The good news is that in all God’s faithfulness and steadfast love, because of God’s covenant loyalty and solidarity with an imperfect creation, we have the capacity to choose and do justice. By the grace of God, there is always an opportunity for repentance: real repentance, in which we confront our history in all of its beauty and innovation and its cruelty and oppression; real repentance in which we name the sins of the nation, sometimes over and over so that the call to repair and restitution are always in the offing. I’m not talking about a narrow, anemic repentance offered only to get us to stop talking about the failures of the past or stop remembering how we failed in our moral vision. Repentance does not mean that we get a pass on repairing the harm. Repentance does not mean we revise history to make us look more innocent than we are. I’m talking about repentance that generates a desire to make things right and love beyond our self-interest, repentance that calls us to solidarity with the most vulnerable.

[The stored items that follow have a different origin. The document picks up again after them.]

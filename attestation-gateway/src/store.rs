//! Latest-verdict-per-agent store.
//!
//! Writes for the same agent are serialized by the map's per-key entry lock;
//! operations on different agents never block each other. A verdict with an
//! `issued_at` older than the stored one is rejected so a replayed quote can
//! never regress the stored state.

use chrono::{DateTime, Utc};
use dashmap::mapref::entry::Entry;
use dashmap::DashMap;
use thiserror::Error;

use crate::verifier::Verdict;

#[derive(Debug, Clone, PartialEq, Eq, Error)]
pub enum StoreError {
    #[error("a newer verdict is already stored for {agent_id}")]
    StaleWrite { agent_id: String },
}

#[derive(Default)]
pub struct AttestationStore {
    verdicts: DashMap<String, Verdict>,
}

impl AttestationStore {
    pub fn new() -> AttestationStore {
        AttestationStore::default()
    }

    /// Stores a verdict, last-write-wins by `issued_at`. Equal timestamps
    /// overwrite; strictly older ones are rejected.
    pub fn put(&self, verdict: Verdict) -> Result<(), StoreError> {
        match self.verdicts.entry(verdict.agent_id.clone()) {
            Entry::Occupied(mut entry) => {
                if verdict.issued_at < entry.get().issued_at {
                    return Err(StoreError::StaleWrite {
                        agent_id: verdict.agent_id,
                    });
                }
                entry.insert(verdict);
                Ok(())
            }
            Entry::Vacant(entry) => {
                entry.insert(verdict);
                Ok(())
            }
        }
    }

    pub fn get(&self, agent_id: &str) -> Option<Verdict> {
        self.verdicts.get(agent_id).map(|entry| entry.clone())
    }

    /// True iff a verdict exists, is verified, and `now` is strictly before
    /// its expiry. `now == expires_at` is stale.
    pub fn is_fresh(&self, agent_id: &str, now: DateTime<Utc>) -> bool {
        self.verdicts
            .get(agent_id)
            .is_some_and(|verdict| verdict.verified && now < verdict.expires_at)
    }

    /// Drops the stored verdict; the agent reads as not attested afterwards.
    pub fn revoke(&self, agent_id: &str) -> bool {
        self.verdicts.remove(agent_id).is_some()
    }

    /// Latest verdict per agent, ordered by agent id for stable output.
    pub fn all(&self) -> Vec<Verdict> {
        let mut verdicts: Vec<Verdict> = self
            .verdicts
            .iter()
            .map(|entry| entry.value().clone())
            .collect();
        verdicts.sort_by(|a, b| a.agent_id.cmp(&b.agent_id));
        verdicts
    }
}
//! Parsing and verification of TDX attestation quotes.
//!
//! A quote is the signed report a TDX guest obtains from the platform. This
//! crate handles the wire format (`quote`) and the signature chain up to a
//! configured trust anchor (`verify`). Quote generation lives behind the
//! `generate` feature; it is only needed by agent-side tooling and tests.

pub mod quote;
pub mod verify;

#[cfg(any(test, feature = "generate"))]
pub mod generate;
//! Build and sign well-formed quotes.
//!
//! This side only runs where the signing keys live: agent-side tooling and
//! tests. A real deployment gets quotes from the TDX hardware device.

use anyhow::{anyhow, Context as _};
use p256::ecdsa::signature::Signer;
use p256::ecdsa::{Signature, SigningKey};

use crate::quote::{
    QuoteHeader, TdReportBody, ATTESTATION_KEY_TYPE_ECDSA_P256, INTEL_QE_VENDOR_ID, QUOTE_SIZE,
    QUOTE_VERSION, SIGNATURE_DATA_LEN, TEE_TYPE_TDX,
};

/// Holds the attestation key and the trust-anchor key used to produce a
/// complete signature chain.
pub struct QuoteSigner {
    attestation_key: SigningKey,
    anchor_key: SigningKey,
}

/// Raw affine coordinates (x||y) of a signing key's public half.
fn raw_public_key(key: &SigningKey) -> [u8; 64] {
    let point = key.verifying_key().to_encoded_point(false);
    let mut out = [0u8; 64];
    // Skip the 0x04 uncompressed-point tag
    out.copy_from_slice(&point.as_bytes()[1..65]);
    out
}

fn raw_signature(signature: &Signature) -> [u8; 64] {
    let mut out = [0u8; 64];
    out.copy_from_slice(&signature.to_bytes());
    out
}

impl QuoteSigner {
    pub fn new(attestation_key: SigningKey, anchor_key: SigningKey) -> QuoteSigner {
        QuoteSigner {
            attestation_key,
            anchor_key,
        }
    }

    /// Creates a signer from fixed 32-byte scalar seeds. Deterministic, which
    /// is what tests want.
    pub fn from_seeds(attestation_seed: [u8; 32], anchor_seed: [u8; 32]) -> anyhow::Result<Self> {
        let attestation_key = SigningKey::from_slice(&attestation_seed)
            .map_err(|_| anyhow!("Attestation seed is not a valid P-256 scalar"))
            .context("Failed to build the attestation signing key")?;
        let anchor_key = SigningKey::from_slice(&anchor_seed)
            .map_err(|_| anyhow!("Anchor seed is not a valid P-256 scalar"))
            .context("Failed to build the trust-anchor signing key")?;
        Ok(QuoteSigner::new(attestation_key, anchor_key))
    }

    /// Hex-encoded SEC1 public key of the anchor, the form policy files use
    /// for `trustedRoots`.
    pub fn anchor_public_key_hex(&self) -> String {
        hex::encode(
            self.anchor_key
                .verifying_key()
                .to_encoded_point(false)
                .as_bytes(),
        )
    }

    /// Builds a complete quote over `body` and signs it.
    pub fn sign(&self, body: &TdReportBody, user_data: [u8; 20]) -> Vec<u8> {
        let header = QuoteHeader {
            version: QUOTE_VERSION,
            attestation_key_type: ATTESTATION_KEY_TYPE_ECDSA_P256,
            tee_type: TEE_TYPE_TDX,
            qe_vendor_id: INTEL_QE_VENDOR_ID,
            user_data,
        };

        let mut out = Vec::with_capacity(QUOTE_SIZE);
        out.extend_from_slice(&header.to_bytes());
        out.extend_from_slice(&body.to_bytes());

        let quote_signature: Signature = self.attestation_key.sign(&out);
        let attestation_key = raw_public_key(&self.attestation_key);
        let key_endorsement: Signature = self.anchor_key.sign(&attestation_key);

        out.extend_from_slice(&SIGNATURE_DATA_LEN.to_le_bytes());
        out.extend_from_slice(&raw_signature(&quote_signature));
        out.extend_from_slice(&attestation_key);
        out.extend_from_slice(&raw_signature(&key_endorsement));
        out
    }
}
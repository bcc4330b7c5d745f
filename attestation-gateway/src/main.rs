//! Attestation gateway for in-CVM inference agents.
//!
//! Agents running inside TDX confidential VMs submit quotes to this service.
//! The gateway verifies each quote against the configured platform policy
//! (trust anchors, measurement allow-list, TCB floor), keeps the latest
//! verdict per agent, and only proxies inference traffic to agents whose
//! verdict is verified and still fresh.
//!
//! TLS termination for inbound traffic is handled by the reverse proxy in
//! front of this service; the transport to the agents themselves is mutual
//! TLS using the configured client identity and agent CA (or a pinned agent
//! certificate).

use std::net::SocketAddr;
use std::path::PathBuf;
use std::sync::Arc;

use anyhow::{bail, Context as _};
use axum::routing::{get, post};
use axum::Router;
use clap::Parser;
use log::{info, warn};
use tower_http::trace::TraceLayer;
use tower_http::validate_request::ValidateRequestHeaderLayer;
use tracing_subscriber::{layer::SubscriberExt, util::SubscriberInitExt};

use crate::api::{
    health_check, list_reports, proxy_fallback, revoke_report, submit_report, AppState,
    VERIFY_TIMEOUT,
};
use crate::gate::RouteGate;
use crate::policy::{load_agents, load_routes, VerifierPolicy};
use crate::proxy::ProxyRouter;
use crate::store::AttestationStore;
use crate::upstream_tls::{mtls_client, pinned_client, plain_client, ClientIdentity};
use crate::verifier::AttestationVerifier;

mod api;
mod gate;
mod policy;
mod proxy;
mod store;
mod upstream_tls;
mod verifier;
mod web_error;

/// TDX attestation gateway
#[derive(Parser, Debug)]
#[command(author, version, about, long_about = None)]
struct Args {
    /// Socket address to listen on (e.g., "0.0.0.0:8080")
    #[arg(short, long, default_value = "0.0.0.0:8080")]
    listen: SocketAddr,

    /// Path to the verifier policy (trustedRoots, measurementAllowList, maxAgeSecs)
    #[arg(long)]
    policy_path: PathBuf,

    /// Path to the route table
    #[arg(long)]
    routes_path: PathBuf,

    /// Path to the agent registry
    #[arg(long)]
    agents_path: PathBuf,

    /// CA bundle used to validate agent certificates
    #[arg(long)]
    agent_ca_path: Option<PathBuf>,

    /// Pinned agent certificate, accepted instead of a CA-validated one
    #[arg(long)]
    pinned_agent_cert_path: Option<PathBuf>,

    /// Client certificate presented to agents for mutual TLS
    #[arg(long)]
    client_cert_path: Option<PathBuf>,

    /// Private key for the client certificate
    #[arg(long)]
    client_key_path: Option<PathBuf>,

    /// Bearer token protecting the revocation endpoint
    #[arg(long)]
    admin_token: Option<String>,
}

/// Builds the upstream client from the TLS material on the command line.
/// Returns the client and whether agent targets are https.
fn build_upstream_client(args: &Args) -> anyhow::Result<(reqwest::Client, bool)> {
    let identity = match (&args.client_cert_path, &args.client_key_path) {
        (Some(cert_path), Some(key_path)) => Some(ClientIdentity {
            cert_path: cert_path.clone(),
            key_path: key_path.clone(),
        }),
        (None, None) => None,
        _ => bail!("client_cert_path and client_key_path must be provided together"),
    };

    match (&args.agent_ca_path, &args.pinned_agent_cert_path, &identity) {
        (Some(_), Some(_), _) => {
            bail!("agent_ca_path and pinned_agent_cert_path are mutually exclusive")
        }
        (Some(agent_ca), None, Some(identity)) => Ok((mtls_client(agent_ca, identity)?, true)),
        (None, Some(pinned), Some(identity)) => Ok((pinned_client(pinned, identity)?, true)),
        (None, None, None) => {
            warn!("No agent TLS material configured, forwarding over plain HTTP");
            Ok((plain_client()?, false))
        }
        _ => bail!(
            "Mutual TLS to agents needs a CA (or pinned certificate) together with a client certificate and key"
        ),
    }
}

#[tokio::main]
async fn main() -> anyhow::Result<()> {
    rustls::crypto::ring::default_provider()
        .install_default()
        .expect("Failed to install rustls crypto provider");

    let args = Args::parse();

    tracing_subscriber::registry()
        .with(
            tracing_subscriber::EnvFilter::try_from_default_env().unwrap_or_else(|_| {
                "attestation_gateway=debug,tower_http=debug,axum::rejection=trace".into()
            }),
        )
        .with(tracing_subscriber::fmt::layer())
        .init();

    info!("Attestation gateway starting...");

    let policy = VerifierPolicy::load(&args.policy_path)?;
    let verifier =
        AttestationVerifier::new(&policy).context("Failed constructing the verifier")?;
    info!(
        "Policy loaded: {} trusted root(s), {} measurement(s) pinned, maxAge {}s",
        policy.trusted_roots.len(),
        policy.measurement_allow_list.len(),
        policy.max_age_secs
    );

    let routes = load_routes(&args.routes_path)?;
    let agents = load_agents(&args.agents_path)?;
    info!(
        "Route table has {} route(s) across {} agent(s)",
        routes.len(),
        agents.len()
    );

    let (upstream_client, tls) = build_upstream_client(&args)?;

    let store = Arc::new(AttestationStore::new());
    let proxy = ProxyRouter::new(
        routes,
        agents,
        RouteGate::new(store.clone()),
        upstream_client,
        tls,
    )
    .context("Failed constructing the proxy router")?;

    let state = AppState {
        verifier: Arc::new(verifier),
        store,
        proxy: Arc::new(proxy),
        verify_timeout: VERIFY_TIMEOUT,
    };

    let mut revoke_routes = Router::new().route("/attestation/revoke", post(revoke_report));
    if let Some(token) = &args.admin_token {
        revoke_routes = revoke_routes.route_layer(ValidateRequestHeaderLayer::bearer(token));
    }

    let app = Router::new()
        .route("/health", get(health_check))
        .route(
            "/attestation/report",
            post(submit_report).get(list_reports),
        )
        .merge(revoke_routes)
        .fallback(proxy_fallback)
        .with_state(state)
        .layer(TraceLayer::new_for_http());

    info!("Listening on {}", args.listen);

    let server = axum_server::bind(args.listen);
    server.serve(app.into_make_service()).await?;
    Ok(())
}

Yes, God will forgive David, and God forgives us. That does not change our call to moral responsibility and accountability for individual and national sins of commission and omission. What is required of us who have been so blessed with great fortune and abundance is to reclaim a moral vision that repairs the harm done and restores God’s good creation. If we ever hope to reclaim moral vision and be guided by moral leadership that check the inevitable will to power, we need a people, a church, leaders, and a nation that can be open to the prophetic charge that we are guilty and have the humility to admit that we have sinned. Then God will delight in our words and deeds of faithfulness and truly heal our land. May it be so.